HF Action Trial Insights on Exercise in Heart Failure
Apr 28, 2025
HF Action Trial Summary
Introduction
Speakers: Chris Okconor (Professor of Medicine, Duke University) and Dr. David Whan (Associate Professor of Medicine, Jefferson Medical College)
Location: Duke Clinical Research Institute
Objective: Discuss results of the HF Action Trial, a major study on exercise training in heart failure.
Background
Focus: Efficacy and safety of exercise training for chronic heart failure.
Exercise training has shown benefits in functional capacity, quality of life, and biomarkers in previous studies.
Previous studies were limited by size, single-center focus, lack of control groups, and safety data.
HF Action Study Design
Hypothesis: Exercise training + usual care results in 20% lower rate of all-cause mortality or hospitalization over two years compared to usual care alone.
Participants: Patients with chronic heart failure, NYHA class 2-4, and left ventricular ejection fraction ≤ 35%.
Exclusion Criteria: Recent cardiovascular events, inability to exercise, or active training prior to randomization.
Randomization: Stratified by center and heart failure etiology.
Follow-up: Median of 2.5 years.
Intervention
Usual Care: Optimal medical therapy and 30 minutes of recommended physical activity.
Exercise Training: 36 supervised sessions, followed by home training with equipment provided.
Intensity: 70% heart rate reserve, exercise 5 times per week for 40 minutes.
Study Organization
Involved 82 participating centers in the US, Canada, and France.
Coordinated by the Duke Clinical Research Institute.
Supported by NIH and had independent data safety monitoring.
Results
Primary Outcome: All-cause mortality or hospitalization.

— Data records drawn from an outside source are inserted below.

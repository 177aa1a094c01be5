#![allow(dead_code)]

use std::collections::VecDeque;
use std::sync::atomic::{AtomicBool, Ordering};
use std::sync::{Arc, Mutex};

use parkdash_app_core::{
    BusEvent, Connector, EventBus, FrameSink, FrameStream, Handler, ProgressStyle, RenderPlan,
    RenderSurface,
};
use parkdash_core::protocol::Channel;
use parkdash_core::RecordKey;
use tokio::sync::mpsc;
use tokio::time::Instant;

/// Test side of one accepted connection.
pub struct Peer {
    to_client: Option<mpsc::UnboundedSender<Result<String, String>>>,
    from_client: mpsc::UnboundedReceiver<String>,
    sink_closed: Arc<AtomicBool>,
}

impl Peer {
    pub fn send(&self, frame: &str) {
        if let Some(tx) = &self.to_client {
            tx.send(Ok(frame.to_string())).unwrap();
        }
    }

    /// Makes the client's read half report a transport error.
    pub fn fail(&self, reason: &str) {
        if let Some(tx) = &self.to_client {
            tx.send(Err(reason.to_string())).unwrap();
        }
    }

    pub async fn recv_json(&mut self) -> serde_json::Value {
        let raw = self.from_client.recv().await.expect("client hung up");
        serde_json::from_str(&raw).unwrap()
    }

    pub fn try_recv(&mut self) -> Option<String> {
        self.from_client.try_recv().ok()
    }

    /// Simulates the controller closing the socket.
    pub fn close(&mut self) {
        self.to_client = None;
    }

    /// Every later write from the client fails.
    pub fn stop_reading(&mut self) {
        self.from_client.close();
    }

    /// Whether the client closed its write half.
    pub fn sink_closed(&self) -> bool {
        self.sink_closed.load(Ordering::SeqCst)
    }
}

struct ChannelSink {
    tx: mpsc::UnboundedSender<String>,
    closed: Arc<AtomicBool>,
}

#[async_trait::async_trait]
impl FrameSink for ChannelSink {
    async fn send(&mut self, frame: String) -> anyhow::Result<()> {
        self.tx.send(frame).map_err(|_| anyhow::anyhow!("peer gone"))
    }

    async fn close(&mut self) -> anyhow::Result<()> {
        self.closed.store(true, Ordering::SeqCst);
        Ok(())
    }
}

struct ChannelStream(mpsc::UnboundedReceiver<Result<String, String>>);

#[async_trait::async_trait]
impl FrameStream for ChannelStream {
    async fn next(&mut self) -> Option<anyhow::Result<String>> {
        self.0.recv().await.map(|r| r.map_err(anyhow::Error::msg))
    }
}

enum Attempt {
    Refuse,
    Accept(ChannelSink, ChannelStream),
}

/// Connector that plays back queued outcomes; an empty queue refuses.
#[derive(Default)]
pub struct ScriptedConnector {
    attempts: Mutex<VecDeque<Attempt>>,
    opened_at: Mutex<Vec<Instant>>,
}

impl ScriptedConnector {
    pub fn new() -> Arc<Self> {
        Arc::new(Self::default())
    }

    pub fn refuse(&self) {
        self.attempts.lock().unwrap().push_back(Attempt::Refuse);
    }

    pub fn accept(&self) -> Peer {
        let (to_client, client_rx) = mpsc::unbounded_channel();
        let (client_tx, from_client) = mpsc::unbounded_channel();
        let sink_closed = Arc::new(AtomicBool::new(false));
        self.attempts.lock().unwrap().push_back(Attempt::Accept(
            ChannelSink {
                tx: client_tx,
                closed: sink_closed.clone(),
            },
            ChannelStream(client_rx),
        ));
        Peer {
            to_client: Some(to_client),
            from_client,
            sink_closed,
        }
    }

    pub fn opened_at(&self) -> Vec<Instant> {
        self.opened_at.lock().unwrap().clone()
    }
}

#[async_trait::async_trait]
impl Connector for ScriptedConnector {
    async fn open(
        &self,
        _endpoint: &str,
    ) -> anyhow::Result<(Box<dyn FrameSink>, Box<dyn FrameStream>)> {
        self.opened_at.lock().unwrap().push(Instant::now());
        match self.attempts.lock().unwrap().pop_front() {
            Some(Attempt::Accept(sink, stream)) => Ok((Box::new(sink), Box::new(stream))),
            Some(Attempt::Refuse) | None => Err(anyhow::anyhow!("connection refused")),
        }
    }
}

/// Forwards every event published on `channels` into a channel.
pub fn tap(bus: &EventBus, channels: &[Channel]) -> mpsc::UnboundedReceiver<(Channel, BusEvent)> {
    let (tx, rx) = mpsc::unbounded_channel();
    for &channel in channels {
        let tx = tx.clone();
        bus.subscribe(
            channel,
            Handler::sync(move |ev| {
                let _ = tx.send((channel, ev.clone()));
                Ok(())
            }),
        );
    }
    rx
}

pub const ALL_CHANNELS: [Channel; 11] = [
    Channel::ConnectionOpened,
    Channel::ConnectionClosed,
    Channel::Ack,
    Channel::SyncRequest,
    Channel::SyncResponse,
    Channel::SlotStatus,
    Channel::History,
    Channel::Progress,
    Channel::Command,
    Channel::Error,
    Channel::FilterChange,
];

/// Surface that records what it was asked to draw.
#[derive(Default)]
pub struct RecordingSurface {
    pub plans: Mutex<Vec<RenderPlan>>,
    pub progress: Mutex<Vec<(RecordKey, ProgressStyle)>>,
}

impl RenderSurface for RecordingSurface {
    fn apply_history(&self, plan: &RenderPlan) {
        self.plans.lock().unwrap().push(plan.clone());
    }

    fn progress(&self, key: &RecordKey, style: &ProgressStyle) {
        self.progress.lock().unwrap().push((key.clone(), *style));
    }
}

Modest improvement in exercise group (HR 0.93 unadjusted, HR 0.89 adjusted - significant).
Secondary Outcomes:
Cardiovascular mortality/hospitalization: Modest improvement, not significant.

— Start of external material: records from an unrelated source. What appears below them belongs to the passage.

mod support;

use std::sync::Arc;
use std::time::Duration;

use parkdash_app_core::{
    AckPolicy, Backoff, BusEvent, ConnectionManager, ConnectionState, EventBus, SendOutcome,
    SyncCursor,
};
use parkdash_core::protocol::{Channel, CommandType, Message, ProtocolCodec};
use support::{tap, ScriptedConnector, ALL_CHANNELS};

fn manager(
    connector: Arc<ScriptedConnector>,
    bus: &Arc<EventBus>,
    cursor: &Arc<SyncCursor>,
) -> ConnectionManager {
    ConnectionManager::new(
        connector,
        bus.clone(),
        Arc::new(ProtocolCodec::new()),
        cursor.clone(),
    )
}

#[test]
fn backoff_doubles_up_to_ceiling_and_resets() {
    let mut backoff = Backoff::default();
    let delays: Vec<u64> = (0..7)
        .map(|_| backoff.next_delay().as_millis() as u64)
        .collect();
    assert_eq!(delays, vec![1000, 2000, 4000, 8000, 16000, 30000, 30000]);

    backoff.reset();
    assert_eq!(backoff.next_delay(), Duration::from_millis(1000));
}

#[tokio::test]
async fn open_syncs_then_acks_and_publishes_each_frame_once() {
    let connector = ScriptedConnector::new();
    let mut peer = connector.accept();
    let bus = Arc::new(EventBus::new());
    let mut events = tap(&bus, &ALL_CHANNELS);
    let mgr = manager(connector.clone(), &bus, &Arc::new(SyncCursor::new()));

    mgr.connect(Some("ws://controller/ws".into()));

    let sync = peer.recv_json().await;
    assert_eq!(sync["t"], 0x02);
    assert_eq!(sync["id"], 1);
    assert_eq!((sync["lts"].as_u64(), sync["lv"].as_u64()), (Some(0), Some(0)));
    assert!(matches!(events.recv().await, Some((Channel::ConnectionOpened, BusEvent::Opened))));
    assert_eq!(mgr.state(), ConnectionState::Connected);

    peer.send(r#"{"id":42,"v":0,"t":16,"slots":[{"sid":1,"st":1,"uid":2870136116}]}"#);
    let ack = peer.recv_json().await;
    assert_eq!(ack["t"], 0x01);
    assert_eq!(ack["rid"], 42);
    assert_eq!(ack["st"], 1);
    assert_eq!(ack["id"], 2);

    let (channel, event) = events.recv().await.unwrap();
    assert_eq!(channel, Channel::SlotStatus);
    let Some(Message::SlotStatus(msg)) = event.message() else {
        panic!("expected slot status, got {event:?}");
    };
    assert_eq!(msg.slots[0].uid, Some(0xAB12CD34));

    peer.send(r#"{"id":43,"v":0,"t":255,"c":9}"#);
    assert_eq!(peer.recv_json().await["rid"], 43);
    let (channel, _) = events.recv().await.unwrap();
    assert_eq!(channel, Channel::Error);
    assert!(events.try_recv().is_err(), "each frame is published exactly once");
    assert!(peer.try_recv().is_none(), "each frame is acked exactly once");

    mgr.shutdown().await;
    assert_eq!(mgr.state(), ConnectionState::Disconnected);
}

#[tokio::test]
async fn unknown_type_is_acked_but_never_published() {
    let connector = ScriptedConnector::new();
    let mut peer = connector.accept();
    let bus = Arc::new(EventBus::new());
    let mgr = manager(connector.clone(), &bus, &Arc::new(SyncCursor::new()));
    mgr.connect(None);
    peer.recv_json().await;
    let mut events = tap(&bus, &ALL_CHANNELS);

    peer.send(r#"{"id":7,"v":0,"t":153}"#);
    assert_eq!(peer.recv_json().await["rid"], 7);

    peer.send("definitely not json");
    peer.send(r#"{"id":8,"v":0,"t":48,"rid":5,"p":30}"#);
    let ack = peer.recv_json().await;
    assert_eq!(ack["rid"], 8, "malformed frames get no ack");

    let (channel, _) = events.recv().await.unwrap();
    assert_eq!(channel, Channel::Progress);
    assert!(events.try_recv().is_err());
    assert_eq!(mgr.state(), ConnectionState::Connected);
    mgr.shutdown().await;
}

#[tokio::test]
async fn known_only_policy_skips_ack_for_unknown_types() {
    let connector = ScriptedConnector::new();
    let mut peer = connector.accept();
    let bus = Arc::new(EventBus::new());
    let mgr = manager(connector.clone(), &bus, &Arc::new(SyncCursor::new()))
        .with_ack_policy(AckPolicy::KnownOnly);
    mgr.connect(None);
    peer.recv_json().await;

    peer.send(r#"{"id":7,"v":0,"t":153}"#);
    peer.send(r#"{"id":8,"v":0,"t":255,"c":1}"#);
    assert_eq!(peer.recv_json().await["rid"], 8);
    mgr.shutdown().await;
}

#[tokio::test(start_paused = true)]
async fn reconnect_delays_double_and_reset_after_open() {
    let connector = ScriptedConnector::new();
    connector.refuse();
    connector.refuse();
    connector.refuse();
    let mut first = connector.accept();
    let mut second = connector.accept();

    let bus = Arc::new(EventBus::new());
    let mut closed = tap(&bus, &[Channel::ConnectionClosed]);
    let cursor = Arc::new(SyncCursor::new());
    let mgr = manager(connector.clone(), &bus, &cursor);
    mgr.connect(None);

    first.recv_json().await;
    cursor.advance_ts(1700);
    cursor.set_version(3);
    first.close();

    let sync = second.recv_json().await;
    assert_eq!(sync["lts"], 1700);
    assert_eq!(sync["lv"], 3);
    assert_eq!(sync["id"], 2, "sequence ids survive reconnects");

    let opened = connector.opened_at();
    let gaps: Vec<u64> = opened
        .windows(2)
        .map(|w| (w[1] - w[0]).as_millis() as u64)
        .collect();
    assert_eq!(gaps, vec![1000, 2000, 4000, 1000]);

    let mut closes = 0;
    while closed.try_recv().is_ok() {
        closes += 1;
    }
    assert_eq!(closes, 4);
    mgr.shutdown().await;
}

fn drain_count<T>(rx: &mut tokio::sync::mpsc::UnboundedReceiver<T>) -> usize {
    let mut n = 0;
    while rx.try_recv().is_ok() {
        n += 1;
    }
    n
}

#[tokio::test(start_paused = true)]
async fn stream_error_closes_sink_then_reconnects_after_backoff() {
    let connector = ScriptedConnector::new();
    let mut first = connector.accept();
    connector.refuse();
    let mut second = connector.accept();

    let bus = Arc::new(EventBus::new());
    let mut closed = tap(&bus, &[Channel::ConnectionClosed]);
    let mgr = manager(connector.clone(), &bus, &Arc::new(SyncCursor::new()));
    let mut state = mgr.watch_state();
    mgr.connect(None);
    first.recv_json().await;

    first.fail("connection reset by peer");
    state
        .wait_for(|s| *s == ConnectionState::ReconnectWait)
        .await
        .unwrap();
    tokio::task::yield_now().await;
    assert!(first.sink_closed());
    assert_eq!(drain_count(&mut closed), 1);

    second.recv_json().await;
    let opened = connector.opened_at();
    let gaps: Vec<u64> = opened
        .windows(2)
        .map(|w| (w[1] - w[0]).as_millis() as u64)
        .collect();
    assert_eq!(gaps, vec![1000, 2000]);
    assert_eq!(drain_count(&mut closed), 1);
    assert_eq!(mgr.state(), ConnectionState::Connected);
    mgr.shutdown().await;
}

#[tokio::test(start_paused = true)]
async fn failed_write_is_handled_as_a_close() {
    let connector = ScriptedConnector::new();
    let mut first = connector.accept();
    let mut second = connector.accept();

    let bus = Arc::new(EventBus::new());
    let mut closed = tap(&bus, &[Channel::ConnectionClosed]);
    let mgr = manager(connector.clone(), &bus, &Arc::new(SyncCursor::new()));
    let mut state = mgr.watch_state();
    mgr.connect(None);
    first.recv_json().await;

    first.stop_reading();
    first.send(r#"{"id":9,"v":0,"t":255,"c":1}"#);
    state
        .wait_for(|s| *s == ConnectionState::ReconnectWait)
        .await
        .unwrap();
    tokio::task::yield_now().await;
    assert!(first.sink_closed());
    assert_eq!(drain_count(&mut closed), 1);

    let sync = second.recv_json().await;
    assert_eq!(sync["t"], 0x02);
    let opened = connector.opened_at();
    assert_eq!((opened[1] - opened[0]).as_millis(), 1000);
    mgr.shutdown().await;
}

#[tokio::test]
async fn settings_apply_only_before_connect() {
    let connector = ScriptedConnector::new();
    let mut peer = connector.accept();
    let bus = Arc::new(EventBus::new());
    let floor = Duration::from_millis(50);
    let ceiling = Duration::from_millis(400);
    let mgr = manager(connector.clone(), &bus, &Arc::new(SyncCursor::new()))
        .with_ack_policy(AckPolicy::KnownOnly)
        .with_backoff(floor, ceiling);
    assert_eq!(mgr.ack_policy(), AckPolicy::KnownOnly);
    assert_eq!(mgr.backoff_bounds(), (floor, ceiling));

    mgr.connect(None);
    peer.recv_json().await;
    let mgr = mgr
        .with_ack_policy(AckPolicy::AllParsed)
        .with_backoff(Duration::from_secs(9), Duration::from_secs(90));
    assert_eq!(mgr.ack_policy(), AckPolicy::KnownOnly);
    assert_eq!(mgr.backoff_bounds(), (floor, ceiling));

    peer.send(r#"{"id":5,"v":0,"t":119}"#);
    peer.send(r#"{"id":6,"v":0,"t":255,"c":2}"#);
    assert_eq!(peer.recv_json().await["rid"], 6);
    mgr.shutdown().await;
}

#[tokio::test]
async fn send_is_dropped_unless_connected() {
    let connector = ScriptedConnector::new();
    let mut peer = connector.accept();
    let bus = Arc::new(EventBus::new());
    let mgr = manager(connector.clone(), &bus, &Arc::new(SyncCursor::new()));

    let early = mgr.codec().build_command(CommandType::Pause, None);
    assert_eq!(mgr.send(&early), SendOutcome::Dropped);

    mgr.connect(None);
    peer.recv_json().await;
    let cmd = mgr.codec().build_command(CommandType::Move, Some(5));
    assert_eq!(mgr.send(&cmd), SendOutcome::Sent);

    let frame = peer.recv_json().await;
    assert_eq!(frame["t"], 0x50);
    assert_eq!(frame["cmd"], 4);
    assert_eq!(frame["p"], 5);
    mgr.shutdown().await;
}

Heart failure hospitalization: Significant improvement in adjusted analysis (HR 0.85).
No significant difference in all-cause mortality between groups.
Safety
Exercise training was safe, with low rates of cardiovascular events and adverse events.
Limitations
Adherence: Suboptimal adherence in exercise group.
Blinding: Not possible due to nature of intervention.
Conclusion
Regular exercise is safe for heart failure patients.
Provides modest improvement in functional status and quality of life.